C’est qu’ici, dans le désertique nord Kenya, pour aller chercher de l’eau, la distance ne se compte pas en kilomètres, mais en jours de marche. Abou, lui, en aura mis plus de deux. Déshydratées, les vaches souffrent aussi de la faim. Du coup, il ne reviendra pas avant 10 jours, contre 5 en temps normal. Et le bétail sera encore plus faible.

Aujourd’hui, Ibrahim entame son premier jour de tournée des chantiers en cours. Il commence par l’école de Torbi. Ahmad, le professeur de sciences et de mathématiques, veille sur des adolescents qui passent leur examen de fin d’année. Il fait partie du comité de gestion en charge du réservoir qui récupère l’eau du toit construit par SOLIDARITES INTERNATIONAL.

« Sans eau, pas d’éducation, dit-il.
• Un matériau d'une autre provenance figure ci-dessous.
//! Campaign store backed by DashMap, optionally persisted to a JSON file.
//!
//! A file-backed store rewrites the whole file after every mutation
//! (temp file + rename), so a crash never leaves a half-written store.

use crate::models::*;
use chrono::Utc;
use dashmap::DashMap;
use forecast_core::{ForecastError, ForecastResult};
use std::path::{Path, PathBuf};
use tracing::{debug, info, warn};
use uuid::Uuid;

/// Thread-safe store for saved campaigns.
pub struct CampaignStore {
    campaigns: DashMap<Uuid, CampaignRecord>,
    path: Option<PathBuf>,
}

impl CampaignStore {
    /// A store that lives only as long as the process.
    pub fn in_memory() -> Self {
        Self {
            campaigns: DashMap::new(),
            path: None,
        }
    }

    /// Open (or start) a file-backed store. A missing file is an empty store.
    pub fn open(path: impl AsRef<Path>) -> ForecastResult<Self> {
        let path = path.as_ref().to_path_buf();
        let campaigns = DashMap::new();

        if path.exists() {
            let raw = std::fs::read_to_string(&path)?;
            let file: StoreFile = serde_json::from_str(&raw).map_err(|e| {
                ForecastError::Storage(format!("corrupt store file {}: {e}", path.display()))
            })?;
            if file.version != STORE_FILE_VERSION {
                return Err(ForecastError::Storage(format!(
                    "unsupported store file version {} in {}",
                    file.version,
                    path.display()
                )));
            }
            for record in file.campaigns {
                campaigns.insert(record.id, record);
            }
        }

        info!(path = %path.display(), campaigns = campaigns.len(), "Campaign store opened");
        Ok(Self {
            campaigns,
            path: Some(path),
        })
    }

    pub fn path(&self) -> Option<&Path> {
        self.path.as_deref()
    }

    pub fn len(&self) -> usize {
        self.campaigns.len()
    }

    pub fn is_empty(&self) -> bool {
        self.campaigns.is_empty()
    }

    // ─── Queries ───────────────────────────────────────────────────────────

    /// All records, most recently updated first.
    pub fn list(&self) -> Vec<CampaignRecord> {
        let mut campaigns: Vec<CampaignRecord> =
            self.campaigns.iter().map(|r| r.value().clone()).collect();
        campaigns.sort_by(|a, b| b.updated_at.cmp(&a.updated_at).then(a.id.cmp(&b.id)));
        campaigns
    }

    pub fn get(&self, id: Uuid) -> Option<CampaignRecord> {
        self.campaigns.get(&id).map(|r| r.value().clone())
    }

    /// Resolve a record from the leading characters of its id.
    pub fn find_by_prefix(&self, prefix: &str) -> ForecastResult<CampaignRecord> {
        let prefix = prefix.trim().to_ascii_lowercase();
        if prefix.is_empty() {
            return Err(ForecastError::Validation("empty campaign id".into()));
        }

        let mut matches: Vec<CampaignRecord> = self
            .campaigns
            .iter()
            .filter(|r| r.key().to_string().starts_with(&prefix))
            .map(|r| r.value().clone())
            .collect();

        match matches.len() {
            0 => Err(ForecastError::NotFound(format!("campaign {prefix}"))),
            1 => Ok(matches.remove(0)),
            n => Err(ForecastError::Validation(format!(
                "campaign id prefix {prefix} is ambiguous ({n} matches)"
            ))),
        }
    }

    // ─── Mutations ─────────────────────────────────────────────────────────

    pub fn create(&self, req: NewCampaign) -> ForecastResult<CampaignRecord> {
        let name = validate_name(&req.name)?;
        let now = Utc::now();
        let record = CampaignRecord {
            id: Uuid::new_v4(),
            name,
            currency: req.currency.unwrap_or_else(default_currency),
            platform: req.platform,
            notes: req.notes,
            inputs: req.inputs,
            created_at: now,
            updated_at: now,
        };

        self.campaigns.insert(record.id, record.clone());
        if let Err(e) = self.persist() {
            self.campaigns.remove(&record.id);
            warn!(id = %record.id, error = %e, "Create rolled back");
            return Err(e);
        }
        metrics::counter!("store.campaigns.created").increment(1);
        info!(id = %record.id, name = %record.name, "Campaign saved");
        Ok(record)
    }

    pub fn update(&self, id: Uuid, req: CampaignUpdate) -> ForecastResult<CampaignRecord> {
        if let Some(name) = &req.name {
            validate_name(name)?;
        }

        // Guard must be released before persisting, which iterates the map.
        let (previous, updated) = {
            let mut entry = self
                .campaigns
                .get_mut(&id)
                .ok_or_else(|| ForecastError::NotFound(format!("campaign {id}")))?;
            let record = entry.value_mut();
            let previous = record.clone();
            req.apply(record);
            record.name = record.name.trim().to_string();
            record.updated_at = Utc::now();
            (previous, record.clone())
        };

        if let Err(e) = self.persist() {
            self.campaigns.insert(id, previous);
            warn!(id = %id, error = %e, "Update rolled back");
            return Err(e);
        }
        metrics::counter!("store.campaigns.updated").increment(1);
        debug!(id = %id, "Campaign updated");
        Ok(updated)
    }

    /// Returns `true` if a record was removed.
    pub fn delete(&self, id: Uuid) -> ForecastResult<bool> {
        let Some((_, removed)) = self.campaigns.remove(&id) else {
            return Ok(false);
        };
        if let Err(e) = self.persist() {
            self.campaigns.insert(id, removed);
            warn!(id = %id, error = %e, "Delete rolled back");
            return Err(e);
        }
        metrics::counter!("store.campaigns.deleted").increment(1);
        info!(id = %id, "Campaign deleted");
        Ok(true)
    }

    // -- internal helpers ---------------------------------------------------

    fn persist(&self) -> ForecastResult<()> {
        let Some(path) = &self.path else {
            return Ok(());
        };

        let mut campaigns = self.list();
        campaigns.sort_by(|a, b| a.created_at.cmp(&b.created_at).then(a.id.cmp(&b.id)));
        let file = StoreFile {
            version: STORE_FILE_VERSION,
            campaigns,
        };
        let json = serde_json::to_string_pretty(&file)?;

        if let Some(dir) = path.parent().filter(|d| !d.as_os_str().is_empty()) {
            std::fs::create_dir_all(dir)?;
        }
        let tmp = path.with_extension("json.tmp");
        std::fs::write(&tmp, json)?;
        std::fs::rename(&tmp, path)?;
        debug!(path = %path.display(), records = file.campaigns.len(), "Campaign store flushed");
        Ok(())
    }
}

impl Default for CampaignStore {
    fn default() -> Self {
        Self::in_memory()
    }
}

fn validate_name(name: &str) -> ForecastResult<String> {
    let trimmed = name.trim();
    if trimmed.is_empty() {
        return Err(ForecastError::Validation(
            "campaign name must not be blank".into(),
        ));
    }
    Ok(trimmed.to_string())
}

// ---------------------------------------------------------------------------
// Tests
// ---------------------------------------------------------------------------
Dans une école, il faut pouvoir se laver les mains, boire, cuisiner pour manger. Sans cela, les enfants ne viennent -au mieux- que le matin. D’où l’importance de ce système. »

« Nous équipons également les villages isolés de réservoirs souterrains de 75 à 150 000 litres, ajoute Ibrahim, car ils sont très efficaces. A la moindre de pluie, placés en flanc de montagne, ils se remplissent très vite. »

Sur la route, notre équipe croisera ainsi des hommes, des femmes et des enfants en transhumance vers de lointains points d’eau. Sur le bord, d’autres cadavres de bêtes, dont des chameaux, pourtant les plus résistants. Dans certaines poches du nord du Kenya et de la Somalie, 90 % du bétail a succombé.

J4 – 20 litres d’eau par semaine pour une famille

femme enfant kenya

À 50 km de là, une oasis nous fait oublier la sécheresse pour un temps. SOLIDARITES INTERNATIONAL y a agrandi le système d’irrigation. Une centaine de familles peuvent ainsi cultiver un hectare chacun. Toute une communauté en profite. Pour l’instant, elle se contente de fourrage pour les bêtes, mais notre équipe a bien l’attention de leur faire diversifier leurs cultures.

Dans le village d’El Hadi, à deux heures de pistes, c’est une autre histoire.

« Nous souffrons du manque d’eau. Ici, une famille vit avec 20 l d’eau par semaine, explique John, 3 enfants. Ce n’est pas assez pour boire et pour cuisiner. Nous mangeons du maïs, mais bien souvent il ne nous reste pas assez d’eau pour le cuisiner. Si nous ne sommes pas livrés à nouveau, nous devrons nous aussi abandonner nos maisons et partir en Ethiopie, à 35 km d’ici, où sont les points d’eau les plus proches. »

Sur la route de notre base de North Horr, une femme nous arrête. Epuisée, elle demande de l’eau pour son fils resté sous l’arbre. Il lui reste encore quelques km à parcourir pour aller faire boire son maigre bétail.